Abstract
M.A.
This dissertation will compare and contrast two representations of Sunnī and Shī’ī readings of the Qur’ān with specific reference to the notion of the mustaḍʿafūn fi’l-arḍ (marginalised of the earth) and their inclusion or otherwise of the stranger in their elaboration of the term. The term, mustaḍʿafūn fi’l-arḍ, appears in the Qur’ān (Q. 28:5), “And We wanted to confer favor upon those who were oppressed in the land and make them leaders and make them inheritors”, along with several other related terms that denote socio-economic and political marginalities, such as ‘araḍīl’ (lowest), ‘masākīn’ (indigent) and ‘fuqarā’ (poor). The dissertation will evaluate the distinctive hermeneutical principles and assumptions employed by two major exegetes – one Shī’ī (‘Alī ibn Ibrāhīm al-Qummī (d. 919)) and the other Sunnī (Muḥammad ibn al-Jarīr al-Ṭabarī (d. 923)), who may be regarded as representatives of these two schools. It will also examine the differences in their hermeneutical approaches to the Qur’ān, specifically addressing the question of the ‘marginalized’, in both the Shī’ī and Sunnī traditions.

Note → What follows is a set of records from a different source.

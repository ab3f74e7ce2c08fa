//! Terminal implementations of the poller's host capabilities

use colored::*;
use taskwatch_poller::{Navigator, Notifier};

/// Prints where to continue once a task succeeds
///
/// Relative redirect targets are resolved against the server URL.
#[derive(Debug, Clone)]
pub struct TerminalNavigator {
    base_url: String,
}

impl TerminalNavigator {
    pub fn new(base_url: &str) -> Self {
        Self {
            base_url: base_url.trim_end_matches('/').to_string(),
        }
    }

    fn resolve(&self, url: &str) -> String {
        if url.starts_with("http://") || url.starts_with("https://") {
            url.to_string()
        } else if url.starts_with('/') {
            format!("{}{}", self.base_url, url)
        } else {
            format!("{}/{}", self.base_url, url)
        }
    }
}

impl Navigator for TerminalNavigator {
    fn navigate(&self, url: &str) {
        println!("  {} {}", "→ Continue at".bold(), self.resolve(url).cyan());
    }
}

/// Prints alerts to stderr
#[derive(Debug, Clone, Default)]
pub struct TerminalNotifier;

impl Notifier for TerminalNotifier {
    fn alert(&self, message: &str) {
        eprintln!("{} {}", "✗".red().bold(), message.red());
    }
}

#[cfg(test)]
mod tests {
    use super::*;

    #[test]
    fn test_resolves_relative_targets() {
        let navigator = TerminalNavigator::new("http://localhost:8000/");

        assert_eq!(
            navigator.resolve("/admin/orders/"),
            "http://localhost:8000/admin/orders/"
        );
        assert_eq!(navigator.resolve("orders/"), "http://localhost:8000/orders/");
    }

    #[test]
    fn test_keeps_absolute_targets() {
        let navigator = TerminalNavigator::new("http://localhost:8000");

        assert_eq!(
            navigator.resolve("https://reports.example.com/9"),
            "https://reports.example.com/9"
        );
    }
}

This dissertation will argue that the approaches of both the Sunnī and Shī’ī traditions are inadequate from an Islamic Liberation Theology perspective because they fail to directly, and in a plausible manner, address the major issues of the marginalised and other categories of marginalisation – the most important of which, for the purposes of this dissertation, being that of a ‘stranger’ or a ‘foreigner’. This dissertation will also look at how the verses on the mustaḍʿafūn and related themes are interpreted in the two samples of Sunnī and Shī’ī exegetical works. Furthermore, it will focus on how the term ‘mustaḍʿafūn’ is construed in the exegetical works of al-Qummī and al-Ṭabarī using the lens of ILT is concerned.